Top of MATERIAL SUPPLIED

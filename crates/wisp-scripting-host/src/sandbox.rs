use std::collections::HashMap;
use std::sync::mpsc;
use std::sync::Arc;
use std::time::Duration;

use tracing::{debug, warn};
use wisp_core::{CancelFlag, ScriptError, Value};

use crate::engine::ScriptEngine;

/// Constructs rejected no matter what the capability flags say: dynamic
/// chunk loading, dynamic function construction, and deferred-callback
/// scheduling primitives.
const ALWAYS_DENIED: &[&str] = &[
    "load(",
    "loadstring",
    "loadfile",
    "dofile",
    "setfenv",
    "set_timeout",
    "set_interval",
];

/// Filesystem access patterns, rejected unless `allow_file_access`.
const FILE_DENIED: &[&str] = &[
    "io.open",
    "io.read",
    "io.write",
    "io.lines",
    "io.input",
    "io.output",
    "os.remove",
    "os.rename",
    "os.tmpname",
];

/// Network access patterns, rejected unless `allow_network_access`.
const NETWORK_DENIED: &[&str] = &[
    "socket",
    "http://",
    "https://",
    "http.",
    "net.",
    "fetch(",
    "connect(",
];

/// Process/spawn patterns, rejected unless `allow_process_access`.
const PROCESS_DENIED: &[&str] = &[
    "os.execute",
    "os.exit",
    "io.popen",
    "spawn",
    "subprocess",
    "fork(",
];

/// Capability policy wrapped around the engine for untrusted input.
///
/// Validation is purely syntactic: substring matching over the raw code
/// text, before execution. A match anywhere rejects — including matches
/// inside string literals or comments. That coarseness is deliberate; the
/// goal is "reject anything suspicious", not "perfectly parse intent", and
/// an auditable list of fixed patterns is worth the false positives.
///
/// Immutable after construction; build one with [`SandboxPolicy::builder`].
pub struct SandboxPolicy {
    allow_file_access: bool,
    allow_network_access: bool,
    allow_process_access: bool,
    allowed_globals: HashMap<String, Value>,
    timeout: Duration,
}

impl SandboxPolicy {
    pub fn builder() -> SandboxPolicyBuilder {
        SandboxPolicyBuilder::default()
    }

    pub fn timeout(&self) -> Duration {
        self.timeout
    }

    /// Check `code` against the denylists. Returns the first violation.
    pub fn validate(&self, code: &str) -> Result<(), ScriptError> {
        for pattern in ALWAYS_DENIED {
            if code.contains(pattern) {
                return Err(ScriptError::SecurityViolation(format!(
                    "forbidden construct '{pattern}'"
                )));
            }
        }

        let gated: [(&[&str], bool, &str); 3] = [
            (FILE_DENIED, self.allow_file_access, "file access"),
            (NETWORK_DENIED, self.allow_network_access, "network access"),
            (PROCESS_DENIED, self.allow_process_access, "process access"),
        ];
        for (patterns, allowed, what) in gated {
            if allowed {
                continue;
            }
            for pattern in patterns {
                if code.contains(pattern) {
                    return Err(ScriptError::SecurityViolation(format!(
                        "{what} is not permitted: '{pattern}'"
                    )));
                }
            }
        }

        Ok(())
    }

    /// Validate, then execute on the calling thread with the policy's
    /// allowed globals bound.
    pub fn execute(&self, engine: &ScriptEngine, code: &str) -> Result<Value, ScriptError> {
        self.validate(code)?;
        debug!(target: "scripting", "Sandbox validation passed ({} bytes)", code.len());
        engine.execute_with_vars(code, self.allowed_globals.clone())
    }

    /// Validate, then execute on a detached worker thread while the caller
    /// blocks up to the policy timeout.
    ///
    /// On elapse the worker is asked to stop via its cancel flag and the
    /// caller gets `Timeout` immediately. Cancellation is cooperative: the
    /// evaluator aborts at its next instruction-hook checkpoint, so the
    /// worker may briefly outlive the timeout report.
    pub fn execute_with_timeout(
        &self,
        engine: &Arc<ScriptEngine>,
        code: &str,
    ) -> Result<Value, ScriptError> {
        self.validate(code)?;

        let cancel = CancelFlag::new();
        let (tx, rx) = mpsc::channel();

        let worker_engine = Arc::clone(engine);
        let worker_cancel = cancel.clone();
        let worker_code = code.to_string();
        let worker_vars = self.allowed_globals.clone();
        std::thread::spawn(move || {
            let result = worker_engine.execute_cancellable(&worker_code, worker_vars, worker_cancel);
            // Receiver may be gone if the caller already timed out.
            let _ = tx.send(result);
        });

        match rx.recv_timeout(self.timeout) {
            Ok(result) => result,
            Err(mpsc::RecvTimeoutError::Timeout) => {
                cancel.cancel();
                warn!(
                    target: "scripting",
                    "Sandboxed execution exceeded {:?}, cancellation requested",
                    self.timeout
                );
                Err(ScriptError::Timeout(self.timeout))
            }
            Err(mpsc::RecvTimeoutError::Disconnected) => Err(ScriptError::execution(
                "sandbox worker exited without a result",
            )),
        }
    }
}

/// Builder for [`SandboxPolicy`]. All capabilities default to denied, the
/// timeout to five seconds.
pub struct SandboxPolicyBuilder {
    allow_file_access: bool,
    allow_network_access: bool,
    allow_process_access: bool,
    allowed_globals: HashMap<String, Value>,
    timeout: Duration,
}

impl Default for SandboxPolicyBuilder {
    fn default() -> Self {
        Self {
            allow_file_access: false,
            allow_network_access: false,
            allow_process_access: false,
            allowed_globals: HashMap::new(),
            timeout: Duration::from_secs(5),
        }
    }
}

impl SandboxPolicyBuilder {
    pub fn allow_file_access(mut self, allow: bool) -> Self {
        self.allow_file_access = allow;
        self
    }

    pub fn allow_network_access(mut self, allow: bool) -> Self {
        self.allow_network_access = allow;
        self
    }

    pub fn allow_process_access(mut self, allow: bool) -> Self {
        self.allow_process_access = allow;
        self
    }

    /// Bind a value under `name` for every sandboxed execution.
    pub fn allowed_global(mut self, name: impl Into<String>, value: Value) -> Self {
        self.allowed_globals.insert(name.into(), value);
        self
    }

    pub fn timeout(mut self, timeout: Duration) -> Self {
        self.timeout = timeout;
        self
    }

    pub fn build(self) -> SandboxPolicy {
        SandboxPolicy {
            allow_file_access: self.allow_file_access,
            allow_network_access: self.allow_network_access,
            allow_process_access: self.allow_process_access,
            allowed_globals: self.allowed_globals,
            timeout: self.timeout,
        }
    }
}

Bottom of MATERIAL SUPPLIED

[WHAT THE EXERCISE ASKS]: Line by line, restate the data exactly.

[ANSWER BOX]:
filename crates/wisp-scripting-host/src/sandbox.rs
use std::collections::HashMap;
use std::sync::mpsc;
use std::sync::Arc;
use std::time::Duration;

use tracing::{debug, warn};
use wisp_core::{CancelFlag, ScriptError, Value};

use crate::engine::ScriptEngine;

/// Constructs rejected no matter what the capability flags say: dynamic
/// chunk loading, dynamic function construction, and deferred-callback
/// scheduling primitives.
const ALWAYS_DENIED: &[&str] = &[
    "load(",
    "loadstring",
    "loadfile",
    "dofile",
    "setfenv",
    "set_timeout",
    "set_interval",
];

/// Filesystem access patterns, rejected unless `allow_file_access`.
const FILE_DENIED: &[&str] = &[
    "io.open",
    "io.read",
    "io.write",
    "io.lines",
    "io.input",
    "io.output",
    "os.remove",
    "os.rename",
    "os.tmpname",
];

/// Network access patterns, rejected unless `allow_network_access`.
const NETWORK_DENIED: &[&str] = &[
    "socket",
    "http://",
    "https://",
    "http.",
    "net.",
    "fetch(",
    "connect(",
];

/// Process/spawn patterns, rejected unless `allow_process_access`.
const PROCESS_DENIED: &[&str] = &[
    "os.execute",
    "os.exit",
    "io.popen",
    "spawn",
    "subprocess",
    "fork(",
];

/// Capability policy wrapped around the engine for untrusted input.
///
/// Validation is purely syntactic: substring matching over the raw code
/// text, before execution. A match anywhere rejects — including matches
/// inside string literals or comments. That coarseness is deliberate; the
/// goal is "reject anything suspicious", not "perfectly parse intent", and
/// an auditable list of fixed patterns is worth the false positives.
///
/// Immutable after construction; build one with [`SandboxPolicy::builder`].
pub struct SandboxPolicy {
    allow_file_access: bool,
    allow_network_access: bool,
    allow_process_access: bool,
    allowed_globals: HashMap<String, Value>,
    timeout: Duration,
}

impl SandboxPolicy {
    pub fn builder() -> SandboxPolicyBuilder {
        SandboxPolicyBuilder::default()
    }

    pub fn timeout(&self) -> Duration {
        self.timeout
    }

    /// Check `code` against the denylists. Returns the first violation.
    pub fn validate(&self, code: &str) -> Result<(), ScriptError> {
        for pattern in ALWAYS_DENIED {
            if code.contains(pattern) {
                return Err(ScriptError::SecurityViolation(format!(
                    "forbidden construct '{pattern}'"
                )));
            }
        }

        let gated: [(&[&str], bool, &str); 3] = [
            (FILE_DENIED, self.allow_file_access, "file access"),
            (NETWORK_DENIED, self.allow_network_access, "network access"),
            (PROCESS_DENIED, self.allow_process_access, "process access"),
        ];
        for (patterns, allowed, what) in gated {
            if allowed {
                continue;
            }
            for pattern in patterns {
                if code.contains(pattern) {
                    return Err(ScriptError::SecurityViolation(format!(
                        "{what} is not permitted: '{pattern}'"
                    )));
                }
            }
        }

        Ok(())
    }

    /// Validate, then execute on the calling thread with the policy's
    /// allowed globals bound.
    pub fn execute(&self, engine: &ScriptEngine, code: &str) -> Result<Value, ScriptError> {
        self.validate(code)?;
        debug!(target: "scripting", "Sandbox validation passed ({} bytes)", code.len());
        engine.execute_with_vars(code, self.allowed_globals.clone())
    }

    /// Validate, then execute on a detached worker thread while the caller
    /// blocks up to the policy timeout.
    ///
    /// On elapse the worker is asked to stop via its cancel flag and the
    /// caller gets `Timeout` immediately. Cancellation is cooperative: the
    /// evaluator aborts at its next instruction-hook checkpoint, so the
    /// worker may briefly outlive the timeout report.
    pub fn execute_with_timeout(
        &self,
        engine: &Arc<ScriptEngine>,
        code: &str,
    ) -> Result<Value, ScriptError> {
        self.validate(code)?;

        let cancel = CancelFlag::new();
        let (tx, rx) = mpsc::channel();

        let worker_engine = Arc::clone(engine);
        let worker_cancel = cancel.clone();
        let worker_code = code.to_string();
        let worker_vars = self.allowed_globals.clone();
        std::thread::spawn(move || {
            let result = worker_engine.execute_cancellable(&worker_code, worker_vars, worker_cancel);
            // Receiver may be gone if the caller already timed out.
            let _ = tx.send(result);
        });

        match rx.recv_timeout(self.timeout) {
            Ok(result) => result,
            Err(mpsc::RecvTimeoutError::Timeout) => {
                cancel.cancel();
                warn!(
                    target: "scripting",
                    "Sandboxed execution exceeded {:?}, cancellation requested",
                    self.timeout
                );
                Err(ScriptError::Timeout(self.timeout))
            }
            Err(mpsc::RecvTimeoutError::Disconnected) => Err(ScriptError::execution(
                "sandbox worker exited without a result",
            )),
        }
    }
}

/// Builder for [`SandboxPolicy`]. All capabilities default to denied, the
/// timeout to five seconds.
pub struct SandboxPolicyBuilder {
    allow_file_access: bool,
    allow_network_access: bool,
    allow_process_access: bool,
    allowed_globals: HashMap<String, Value>,
    timeout: Duration,
}

impl Default for SandboxPolicyBuilder {
    fn default() -> Self {
        Self {
            allow_file_access: false,
            allow_network_access: false,
            allow_process_access: false,
            allowed_globals: HashMap::new(),
            timeout: Duration::from_secs(5),
        }
    }
}

impl SandboxPolicyBuilder {
    pub fn allow_file_access(mut self, allow: bool) -> Self {
        self.allow_file_access = allow;
        self
    }

    pub fn allow_network_access(mut self, allow: bool) -> Self {
        self.allow_network_access = allow;
        self
    }

    pub fn allow_process_access(mut self, allow: bool) -> Self {
        self.allow_process_access = allow;
        self
    }

    /// Bind a value under `name` for every sandboxed execution.
    pub fn allowed_global(mut self, name: impl Into<String>, value: Value) -> Self {
        self.allowed_globals.insert(name.into(), value);
        self
    }

    pub fn timeout(mut self, timeout: Duration) -> Self {
        self.timeout = timeout;
        self
    }

    pub fn build(self) -> SandboxPolicy {
        SandboxPolicy {
            allow_file_access: self.allow_file_access,
            allow_network_access: self.allow_network_access,
            allow_process_access: self.allow_process_access,
            allowed_globals: self.allowed_globals,
            timeout: self.timeout,
        }
    }
}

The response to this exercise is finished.